Task: Each line from the opening of the records that follow to the line with "the displayed shape" needs to be written out exactly. Add nothing.

/---

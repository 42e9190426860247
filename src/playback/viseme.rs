//! Character-driven lip-sync
//!
//! Each animation frame estimates which letter is being spoken from the
//! playback progress, looks up its mouth shape and eases the displayed shape
//! toward it. When the real audio amplitude is known it dominates the mouth
//! opening.

/// Weight of the new target when easing between frames
pub const SMOOTHING: f32 = 0.3;

/// Share of the mouth opening taken from audio amplitude
pub const AMPLITUDE_BLEND: f32 = 0.6;

/// Amplitude is scaled by this before blending
pub const AMPLITUDE_SCALE: f32 = 0.8;

/// Mouth shape: opening and width, both in [0, 1]
#[derive(Debug, Clone, Copy, PartialEq)]
pub struct Viseme {
    pub mouth_open: f32,
    pub mouth_width: f32,
}

impl Viseme {
    pub const fn new(mouth_open: f32, mouth_width: f32) -> Self {
        Self {
            mouth_open,
            mouth_width,
        }
    }

    pub const SILENCE: Viseme = Viseme::new(0.0, 0.5);
}

impl Default for Viseme {
    fn default() -> Self {
        Viseme::SILENCE
    }
}

/// Phoneme classes with a fixed mouth shape
#[derive(Debug, Clone, Copy, PartialEq, Eq)]
pub enum Phoneme {
    Silence,
    Aa,
    Ae,
    Ah,
    Ao,
    Eh,
    Ih,
    Iy,
    Ow,
    Uh,
    Uw,
    B,
    M,
    P,
    F,
    V,
    Th,
    W,
    R,
    S,
    Sh,
    Ch,
    Other,
}

impl Phoneme {
    pub fn shape(&self) -> Viseme {
        match self {
            Phoneme::Silence => Viseme::SILENCE,
            Phoneme::Aa => Viseme::new(0.9, 0.6),
            Phoneme::Ae => Viseme::new(0.7, 0.7),
            Phoneme::Ah => Viseme::new(0.6, 0.5),
            Phoneme::Ao => Viseme::new(0.8, 0.4),
            Phoneme::Eh => Viseme::new(0.5, 0.7),
            Phoneme::Ih => Viseme::new(0.3, 0.6),
            Phoneme::Iy => Viseme::new(0.2, 0.8),
            Phoneme::Ow => Viseme::new(0.7, 0.3),
            Phoneme::Uh => Viseme::new(0.4, 0.4),
            Phoneme::Uw => Viseme::new(0.3, 0.2),
            Phoneme::B => Viseme::new(0.1, 0.5),
            Phoneme::M => Viseme::new(0.05, 0.5),
            Phoneme::P => Viseme::new(0.1, 0.5),
            Phoneme::F => Viseme::new(0.15, 0.6),
            Phoneme::V => Viseme::new(0.15, 0.6),
            Phoneme::Th => Viseme::new(0.2, 0.6),
            Phoneme::W => Viseme::new(0.3, 0.2),
            Phoneme::R => Viseme::new(0.35, 0.4),
            Phoneme::S => Viseme::new(0.15, 0.65),
            Phoneme::Sh => Viseme::new(0.25, 0.35),
            Phoneme::Ch => Viseme::new(0.3, 0.35),
            Phoneme::Other => Viseme::new(0.4, 0.5),
        }
    }

    /// Approximate phoneme for a written character
    pub fn of_char(c: char) -> Self {
        match c.to_ascii_lowercase() {
            'a' => Phoneme::Aa,
            'e' => Phoneme::Eh,
            'i' => Phoneme::Ih,
            'o' => Phoneme::Ow,
            'u' => Phoneme::Uh,
            'b' => Phoneme::B,
            'm' | 'n' => Phoneme::M,
            'p' => Phoneme::P,
            'f' => Phoneme::F,
            'v' => Phoneme::V,
            'w' => Phoneme::W,
            'r' | 'l' => Phoneme::R,
            's' | 'z' => Phoneme::S,
            'c' | 'j' | 'k' | 'g' => Phoneme::Ch,
            'd' | 't' => Phoneme::Th,
            c if c.is_ascii_alphabetic() => Phoneme::Other,
            _ => Phoneme::Silence,
        }
    }
}

/// One computed animation frame
#[derive(Debug, Clone, PartialEq)]
pub struct LipFrame {
    pub viseme: Viseme,
    pub current_word: String,
}

/// Per-playback lip-sync track
#[derive(Debug, Clone)]
pub struct LipSync {
    letters: Vec<char>,
    words: Vec<String>,
    last: Viseme,
}

impl LipSync {
    pub fn new(text: &str) -> Self {
        Self {
            letters: text
                .chars()
                .filter(|c| c.is_ascii_alphabetic() || c.is_whitespace())
                .collect(),
            words: text.split(' ').map(str::to_string).collect(),
            last: Viseme::SILENCE,
        }
    }

    /// Compute the frame for `progress` in [0, 1]
    pub fn frame(&mut self, progress: f32, amplitude: Option<f32>) -> LipFrame {
        let progress = progress.clamp(0.0, 1.0);

        let target = pick(&self.letters, progress)
            .map(|c| Phoneme::of_char(*c))
            .unwrap_or(Phoneme::Silence)
            .shape();

        let eased_open = self.last.mouth_open + (target.mouth_open - self.last.mouth_open) * SMOOTHING;
        let eased_width =
            self.last.mouth_width + (target.mouth_width - self.last.mouth_width) * SMOOTHING;

        let open = match amplitude {
            Some(amp) => {
                eased_open * (1.0 - AMPLITUDE_BLEND) + amp.clamp(0.0, 1.0) * AMPLITUDE_SCALE * AMPLITUDE_BLEND
            }
            None => eased_open,
        };

        self.last = Viseme::new(open, eased_width);

        LipFrame {
            viseme: Viseme::new(open.clamp(0.0, 1.0), eased_width.clamp(0.2, 1.0)),
            current_word: pick(&self.words, progress).cloned().unwrap_or_default(),
        }
    }

    /// Close the mouth, as when playback ends
    pub fn reset(&mut self) {
        self.last = Viseme::SILENCE;
    }
}

fn pick<T>(items: &[T], progress: f32) -> Option<&T> {
    if items.is_empty() {
        return None;
    }
    let index = ((progress * items.len() as f32).floor() as usize).min(items.len() - 1);
    items.get(index)
}

#[cfg(test)]
mod tests {
    use super::*;

    fn close(a: f32, b: f32) -> bool {
        (a - b).abs() < 1e-5
    }

    #[test]
    fn test_char_table() {
        assert_eq!(Phoneme::of_char('A'), Phoneme::Aa);
        assert_eq!(Phoneme::of_char('n'), Phoneme::M);
        assert_eq!(Phoneme::of_char('x'), Phoneme::Other);
        assert_eq!(Phoneme::of_char(' '), Phoneme::Silence);
        assert_eq!(Phoneme::of_char('7'), Phoneme::Silence);
    }

    #[test]
    fn test_frames_ease_toward_target() {
        let mut sync = LipSync::new("aaaa");
        let first = sync.frame(0.1, None);
        // 0 + (0.9 - 0) * 0.3
        assert!(close(first.viseme.mouth_open, 0.27));
        // 0.5 + (0.6 - 0.5) * 0.3
        assert!(close(first.viseme.mouth_width, 0.53));

        let second = sync.frame(0.2, None);
        assert!(close(second.viseme.mouth_open, 0.27 + (0.9 - 0.27) * 0.3));
    }

    #[test]
    fn test_amplitude_blend() {
        let mut sync = LipSync::new("aaaa");
        let frame = sync.frame(0.1, Some(1.0));
        // 0.4 * 0.27 + 0.6 * 0.8
        assert!(close(frame.viseme.mouth_open, 0.4 * 0.27 + 0.48));
    }

    #[test]
    fn test_width_clamped() {
        let mut sync = LipSync::new("wwwwwwww");
        let mut frame = sync.frame(0.0, None);
        for _ in 0..50 {
            frame = sync.frame(0.5, None);
        }
        // Table width for 'w' is 0.2, the floor
        assert!(frame.viseme.mouth_width >= 0.2);
        assert!(close(frame.viseme.mouth_width, 0.2));
    }

    #[test]
    fn test_current_word_tracks_progress() {
        let mut sync = LipSync::new("The price is high");
        assert_eq!(sync.frame(0.0, None).current_word, "The");
        assert_eq!(sync.frame(0.3, None).current_word, "price");
        assert_eq!(sync.frame(1.0, None).current_word, "high");
    }

    #[test]
    fn test_empty_text_stays_closed() {
        let mut sync = LipSync::new("");
        let frame = sync.frame(0.5, None);
        assert_eq!(frame.viseme.mouth_open, 0.0);
        assert_eq!(frame.current_word, "");
    }
}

\---

Exercise response:
repository 42e9190426860247
filename src/playback/viseme.rs
//! Character-driven lip-sync
//!
//! Each animation frame estimates which letter is being spoken from the
//! playback progress, looks up its mouth shape and eases the displayed shape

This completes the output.